—¡Epa!
—dice papá, con su tono firme de rodeo
como si fuera yo un caballo
desbocado
cuando entro dando un portazo—.
¿A qué se debe tanto alboroto?
—¡Como si no supieras!
Subo taconeando las escaleras.
Mamá cierra la puerta de entrada con un portazo.
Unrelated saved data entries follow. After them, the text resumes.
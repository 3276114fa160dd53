//! LaunchEventHandler - closes registration and assigns gift targets.

use tracing::{info, warn};

use crate::application::context::BotContext;
use crate::application::errors::HandlerResult;
use crate::application::handlers::guards::{authorize, load_event, load_status};
use crate::application::message::Message;
use crate::domain::event::generate_pairs;
use crate::domain::foundation::{EventState, StateMachine, UserError};
use crate::ports::InfoNotice;

/// Fewest participants a launch accepts.
pub const MIN_PARTICIPANTS: usize = 2;

/// Handler for `/launch`.
pub struct LaunchEventHandler {
    ctx: BotContext,
}

impl LaunchEventHandler {
    pub fn new(ctx: BotContext) -> Self {
        Self { ctx }
    }

    /// Guards run in a fixed order and the first failure wins: event exists,
    /// caller may manage it, not launched yet, enough participants, every
    /// participant reachable.
    pub async fn handle(&self, message: &Message) -> HandlerResult {
        let chat = message.chat.id;

        // 1. Load and authorize
        let event = load_event(&self.ctx, &message.chat).await?;
        authorize(&self.ctx, &event, &message.chat, &message.from).await?;

        // 2. Lifecycle and size guards
        if !event.state().can_transition_to(&EventState::Launched) {
            return Err(UserError::EventAlreadyLaunched.into());
        }
        if event.participants().len() < MIN_PARTICIPANTS {
            return Err(UserError::NotEnoughUsers.into());
        }

        // 3. Reachability guard
        let status = load_status(&self.ctx, event).await?;
        if status.unreachable().next().is_some() {
            self.ctx.output.send_event(chat, &status).await?;
            return Err(UserError::NotAuthorizedUser.into());
        }

        // 4. Pair, then commit state and targets
        let pairs = {
            let mut rng = rand::thread_rng();
            generate_pairs(status.participants, &mut rng)
        };
        let mut event = status.event;
        event.set_state(EventState::Launched);
        self.ctx.events.save(&event).await?;
        for pair in &pairs {
            event.set_target(pair.user.id(), pair.target.id())?;
            self.ctx.events.save(&event).await?;
        }
        info!(event_id = %event.id(), participants = pairs.len(), "Event launched");

        // 5. Deliver targets, best effort per recipient
        for pair in &pairs {
            let Some(channel) = pair.user.notification_channel() else {
                warn!(user_id = %pair.user.id(), "Participant lost their channel before delivery");
                continue;
            };
            if let Err(e) = self.ctx.output.send_target(channel, &event, &pair.target).await {
                warn!(user_id = %pair.user.id(), error = %e, "Failed to deliver gift target");
            }
        }

        self.ctx.output.send_info(chat, InfoNotice::EventLaunched).await?;
        Ok(None)
    }
}
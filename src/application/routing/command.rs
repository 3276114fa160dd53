//! Command table and dialog continuations.

use std::collections::HashMap;

use crate::application::context::BotContext;
use crate::application::errors::{CommandError, HandlerResult};
use crate::application::handlers::{
    CancelEventHandler, CreateEventHandler, FinishEventHandler, HelpHandler, LaunchEventHandler,
    RequestWishlistHandler, ResetWishlistHandler, SetBudgetHandler, ShowStatusHandler,
    ShowWishlistHandler, UpdateWishlistHandler,
};
use crate::application::message::Message;
use crate::domain::dialog::Dialog;
use crate::domain::foundation::DomainError;

/// Every verb the bot understands.
#[derive(Debug, Clone, Copy, PartialEq, Eq, Hash)]
pub enum Command {
    Help,
    Create,
    Launch,
    Cancel,
    Finish,
    Status,
    Wishlist,
    GetWishlist,
    ResetWishlist,
    SetBudget,
    /// Messages without a command. Ignored.
    Blank,
}

impl Command {
    /// Runs the command. Rejections are reported to the chat here; only
    /// fatal errors escape.
    pub async fn process(
        self,
        ctx: &BotContext,
        message: &Message,
    ) -> Result<Option<Dialog>, DomainError> {
        let result = match self {
            Command::Help => HelpHandler::new(ctx.clone()).handle(message).await,
            Command::Create => CreateEventHandler::new(ctx.clone()).handle(message).await,
            Command::Launch => LaunchEventHandler::new(ctx.clone()).handle(message).await,
            Command::Cancel => CancelEventHandler::new(ctx.clone()).handle(message).await,
            Command::Finish => FinishEventHandler::new(ctx.clone()).handle(message).await,
            Command::Status => ShowStatusHandler::new(ctx.clone()).handle(message).await,
            Command::Wishlist => RequestWishlistHandler::new(ctx.clone()).handle(message).await,
            Command::GetWishlist => ShowWishlistHandler::new(ctx.clone()).handle(message).await,
            Command::ResetWishlist => ResetWishlistHandler::new(ctx.clone()).handle(message).await,
            Command::SetBudget => SetBudgetHandler::new(ctx.clone()).handle(message).await,
            Command::Blank => Ok(None),
        };
        settle(ctx, message, result).await
    }
}

/// Feeds `message` to the pending `dialog` of its chat.
pub async fn continue_dialog(
    dialog: Dialog,
    ctx: &BotContext,
    message: &Message,
) -> Result<Option<Dialog>, DomainError> {
    let result = match dialog {
        Dialog::AwaitingWishlist => UpdateWishlistHandler::new(ctx.clone()).handle(message).await,
    };
    settle(ctx, message, result).await
}

async fn settle(
    ctx: &BotContext,
    message: &Message,
    result: HandlerResult,
) -> Result<Option<Dialog>, DomainError> {
    match result {
        Ok(next) => Ok(next),
        Err(CommandError::Rejected(error)) => {
            tracing::debug!(%error, "Command rejected");
            ctx.output.send_error(message.chat.id, error).await?;
            Ok(None)
        }
        Err(CommandError::Fatal(error)) => Err(error),
    }
}

/// Maps command tokens to [`Command`]s.
#[derive(Debug, Clone)]
pub struct CommandRegistry {
    commands: HashMap<String, Command>,
    fallback: Command,
}

impl CommandRegistry {
    /// An empty table answering every token with `fallback`.
    pub fn new(fallback: Command) -> Self {
        Self {
            commands: HashMap::new(),
            fallback,
        }
    }

    /// The bot's full command table; unknown commands get help.
    pub fn standard() -> Self {
        let mut registry = Self::new(Command::Help);
        registry
            .register("/start", Command::Help)
            .register("/help", Command::Help)
            .register("/create", Command::Create)
            .register("/launch", Command::Launch)
            .register("/cancel", Command::Cancel)
            .register("/finish", Command::Finish)
            .register("/status", Command::Status)
            .register("/wishlist", Command::Wishlist)
            .register("/get_wishlist", Command::GetWishlist)
            .register("/reset_wishlist", Command::ResetWishlist)
            .register("/set_budget", Command::SetBudget);
        registry
    }

    pub fn register(&mut self, name: impl Into<String>, command: Command) -> &mut Self {
        self.commands.insert(name.into(), command);
        self
    }

    /// `None` (no command token) resolves to [`Command::Blank`].
    pub fn resolve(&self, name: Option<&str>) -> Command {
        match name {
            None => Command::Blank,
            Some(name) => self.commands.get(name).copied().unwrap_or(self.fallback),
        }
    }
}

impl Default for CommandRegistry {
    fn default() -> Self {
        Self::standard()
    }
}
—¡Baja ya mismo, Eliana Elilzabeth!
Está lista para otra ronda.
Aquí te espero.
—¡Eres un Judas, papá!
Dijiste que no lo permitirías
y lo hiciste.
—¿De qué diablos
estás hablando? —dice.
Me mira a mí, luego a mamá—.
Será mejor que alguna me diga
qué está pasando.
Mamá, inmóvil.
Callada.
Entonces la verdad me sacude
como el tufo potente
de la bosta de toro fresca en la arena:
papá no lo sabe.
Ella lo hizo a
espaldas de los dos.
Ahora se pondrá bueno.
—¿Cómo creíste que
te saldrías con la tuya, mamá?
¿Un día, papá se va a trabajar,
tú me llevas al hospital sin decirle a nadie,
me hacen la operación,
y volvemos a casa y cenamos?
Papá sacude la cabeza mirando a mamá,
que tiene los ojos clavados en el suelo.
—Una cosa que mi zayde* me enseñó
es que cuando una persona no puede mirarte a los ojos,
estás en problemas —dice papá—.
Problemas grandes.
Mamá se cruza de brazos
y enfila hacia la oficina de papá,
taconeando.
Él la sigue,
luego se detiene y me mira,
todavía inmóvil en la escalera.
—Lo lamento mucho, Ellie.
De verdad, lo lamento.
Entra en la oficina y da un portazo.
Y comienza allí su pelea más grande.
* Abuelo, en yiddish.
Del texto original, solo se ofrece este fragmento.